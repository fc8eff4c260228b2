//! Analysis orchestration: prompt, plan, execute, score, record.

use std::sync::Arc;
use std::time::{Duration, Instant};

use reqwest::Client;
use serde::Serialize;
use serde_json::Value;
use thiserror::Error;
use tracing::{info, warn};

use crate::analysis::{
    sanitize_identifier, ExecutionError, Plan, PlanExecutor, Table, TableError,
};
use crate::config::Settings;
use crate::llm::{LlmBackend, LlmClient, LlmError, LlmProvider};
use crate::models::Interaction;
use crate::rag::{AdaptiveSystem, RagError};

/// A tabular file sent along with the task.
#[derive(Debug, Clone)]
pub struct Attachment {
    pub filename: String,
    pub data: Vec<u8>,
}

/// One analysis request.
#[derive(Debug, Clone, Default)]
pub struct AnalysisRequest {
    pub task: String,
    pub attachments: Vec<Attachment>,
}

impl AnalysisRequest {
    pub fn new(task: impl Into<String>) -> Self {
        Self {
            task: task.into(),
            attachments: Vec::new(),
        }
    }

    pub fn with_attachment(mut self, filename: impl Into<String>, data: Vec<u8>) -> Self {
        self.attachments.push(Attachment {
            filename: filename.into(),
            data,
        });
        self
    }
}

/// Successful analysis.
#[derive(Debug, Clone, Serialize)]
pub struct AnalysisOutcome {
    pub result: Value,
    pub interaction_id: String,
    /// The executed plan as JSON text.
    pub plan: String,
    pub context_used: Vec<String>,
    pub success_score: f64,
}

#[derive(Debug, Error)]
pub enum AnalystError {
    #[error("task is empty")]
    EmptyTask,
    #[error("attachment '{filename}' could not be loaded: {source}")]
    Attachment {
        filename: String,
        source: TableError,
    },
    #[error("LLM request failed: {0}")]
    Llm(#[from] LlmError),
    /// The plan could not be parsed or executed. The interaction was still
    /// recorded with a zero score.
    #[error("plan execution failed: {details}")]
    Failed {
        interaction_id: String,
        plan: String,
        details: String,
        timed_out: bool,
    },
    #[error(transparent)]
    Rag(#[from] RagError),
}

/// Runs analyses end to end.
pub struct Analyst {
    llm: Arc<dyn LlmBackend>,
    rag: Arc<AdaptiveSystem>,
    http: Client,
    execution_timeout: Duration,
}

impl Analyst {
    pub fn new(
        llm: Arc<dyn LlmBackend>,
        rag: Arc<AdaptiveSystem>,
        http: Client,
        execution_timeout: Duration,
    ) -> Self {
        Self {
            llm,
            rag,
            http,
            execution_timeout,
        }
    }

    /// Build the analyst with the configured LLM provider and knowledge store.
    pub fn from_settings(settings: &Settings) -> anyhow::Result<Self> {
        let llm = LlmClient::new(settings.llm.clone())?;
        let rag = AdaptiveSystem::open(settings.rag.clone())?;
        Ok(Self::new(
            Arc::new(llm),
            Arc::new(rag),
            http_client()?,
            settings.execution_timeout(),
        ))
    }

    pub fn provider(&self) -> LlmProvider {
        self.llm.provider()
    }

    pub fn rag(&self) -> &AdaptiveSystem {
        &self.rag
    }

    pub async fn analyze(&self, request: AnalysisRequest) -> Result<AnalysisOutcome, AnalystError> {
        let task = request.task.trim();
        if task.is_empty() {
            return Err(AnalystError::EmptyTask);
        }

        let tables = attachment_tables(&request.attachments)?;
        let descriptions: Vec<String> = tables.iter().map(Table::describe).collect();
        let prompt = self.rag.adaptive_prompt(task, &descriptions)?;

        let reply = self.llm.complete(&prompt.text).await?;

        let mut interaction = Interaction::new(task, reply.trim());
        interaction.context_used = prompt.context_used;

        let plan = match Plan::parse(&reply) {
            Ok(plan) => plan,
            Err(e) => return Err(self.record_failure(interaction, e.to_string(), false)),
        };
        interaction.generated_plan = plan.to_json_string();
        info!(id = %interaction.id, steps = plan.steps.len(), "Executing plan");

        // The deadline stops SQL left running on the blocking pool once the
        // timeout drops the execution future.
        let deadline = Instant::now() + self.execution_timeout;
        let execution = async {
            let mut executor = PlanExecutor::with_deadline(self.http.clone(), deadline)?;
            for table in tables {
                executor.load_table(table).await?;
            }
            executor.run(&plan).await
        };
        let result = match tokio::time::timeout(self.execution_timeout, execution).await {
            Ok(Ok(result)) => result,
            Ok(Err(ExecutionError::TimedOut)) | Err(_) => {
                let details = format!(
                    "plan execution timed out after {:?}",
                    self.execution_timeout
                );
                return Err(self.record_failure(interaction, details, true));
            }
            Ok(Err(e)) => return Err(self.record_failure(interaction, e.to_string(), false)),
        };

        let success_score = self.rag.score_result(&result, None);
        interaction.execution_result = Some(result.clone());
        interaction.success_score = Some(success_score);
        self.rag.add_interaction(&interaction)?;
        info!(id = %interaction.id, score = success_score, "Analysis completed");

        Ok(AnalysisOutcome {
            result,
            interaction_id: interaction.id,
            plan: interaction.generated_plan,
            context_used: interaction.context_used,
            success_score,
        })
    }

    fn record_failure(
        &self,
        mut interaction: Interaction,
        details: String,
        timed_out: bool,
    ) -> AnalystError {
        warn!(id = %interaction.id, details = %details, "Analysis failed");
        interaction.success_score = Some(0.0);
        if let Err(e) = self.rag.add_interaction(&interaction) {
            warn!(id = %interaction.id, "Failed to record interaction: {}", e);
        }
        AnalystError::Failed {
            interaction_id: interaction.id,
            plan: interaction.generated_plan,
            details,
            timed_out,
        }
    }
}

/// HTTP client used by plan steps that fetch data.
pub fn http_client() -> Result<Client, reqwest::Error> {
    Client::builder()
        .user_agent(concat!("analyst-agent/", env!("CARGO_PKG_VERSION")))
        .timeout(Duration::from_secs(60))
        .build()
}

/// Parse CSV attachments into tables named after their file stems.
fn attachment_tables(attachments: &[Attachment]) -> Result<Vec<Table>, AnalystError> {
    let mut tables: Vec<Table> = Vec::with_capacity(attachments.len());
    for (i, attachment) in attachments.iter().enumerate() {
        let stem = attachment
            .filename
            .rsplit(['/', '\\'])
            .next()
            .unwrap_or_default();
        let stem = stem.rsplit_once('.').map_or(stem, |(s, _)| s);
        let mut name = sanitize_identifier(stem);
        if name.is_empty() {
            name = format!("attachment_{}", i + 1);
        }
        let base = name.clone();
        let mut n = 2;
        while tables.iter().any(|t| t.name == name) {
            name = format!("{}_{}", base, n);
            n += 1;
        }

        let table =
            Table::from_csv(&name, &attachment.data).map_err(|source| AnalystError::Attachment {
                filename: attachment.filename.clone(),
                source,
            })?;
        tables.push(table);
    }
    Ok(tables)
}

----

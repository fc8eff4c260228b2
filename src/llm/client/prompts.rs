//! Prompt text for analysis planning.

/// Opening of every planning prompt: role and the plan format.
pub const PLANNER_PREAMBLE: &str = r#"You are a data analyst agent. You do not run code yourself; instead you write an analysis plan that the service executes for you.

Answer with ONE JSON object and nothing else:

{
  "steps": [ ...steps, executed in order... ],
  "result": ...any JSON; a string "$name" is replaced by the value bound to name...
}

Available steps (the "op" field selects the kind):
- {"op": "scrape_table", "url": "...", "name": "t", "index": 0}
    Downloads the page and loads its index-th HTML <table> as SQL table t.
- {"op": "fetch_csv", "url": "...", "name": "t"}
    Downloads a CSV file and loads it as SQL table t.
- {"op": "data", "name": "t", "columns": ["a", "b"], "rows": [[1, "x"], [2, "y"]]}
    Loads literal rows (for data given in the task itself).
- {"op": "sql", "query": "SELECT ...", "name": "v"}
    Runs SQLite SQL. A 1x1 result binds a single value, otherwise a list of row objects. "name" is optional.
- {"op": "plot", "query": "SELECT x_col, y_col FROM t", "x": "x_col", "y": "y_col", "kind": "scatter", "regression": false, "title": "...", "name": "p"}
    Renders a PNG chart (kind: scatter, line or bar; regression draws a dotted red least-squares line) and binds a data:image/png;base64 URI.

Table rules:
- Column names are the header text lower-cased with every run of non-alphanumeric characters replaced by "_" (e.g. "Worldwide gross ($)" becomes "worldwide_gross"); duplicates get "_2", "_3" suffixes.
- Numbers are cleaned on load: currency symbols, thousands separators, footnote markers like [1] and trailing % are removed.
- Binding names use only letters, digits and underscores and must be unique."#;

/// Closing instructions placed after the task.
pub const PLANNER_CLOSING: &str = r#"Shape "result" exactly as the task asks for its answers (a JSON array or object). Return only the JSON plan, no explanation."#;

----

## WHAT IS REQUIRED
An exact, complete copy of the lines above from the one with "pub enum AnalystError" through the one with "a zero score." is the whole answer.

## WRITTEN REPLY
pub enum AnalystError {
    #[error("task is empty")]
    EmptyTask,
    #[error("attachment '{filename}' could not be loaded: {source}")]
    Attachment {
        filename: String,
        source: TableError,
    },
    #[error("LLM request failed: {0}")]
    Llm(#[from] LlmError),
    /// The plan could not be parsed or executed. The interaction was still
    /// recorded with a zero score.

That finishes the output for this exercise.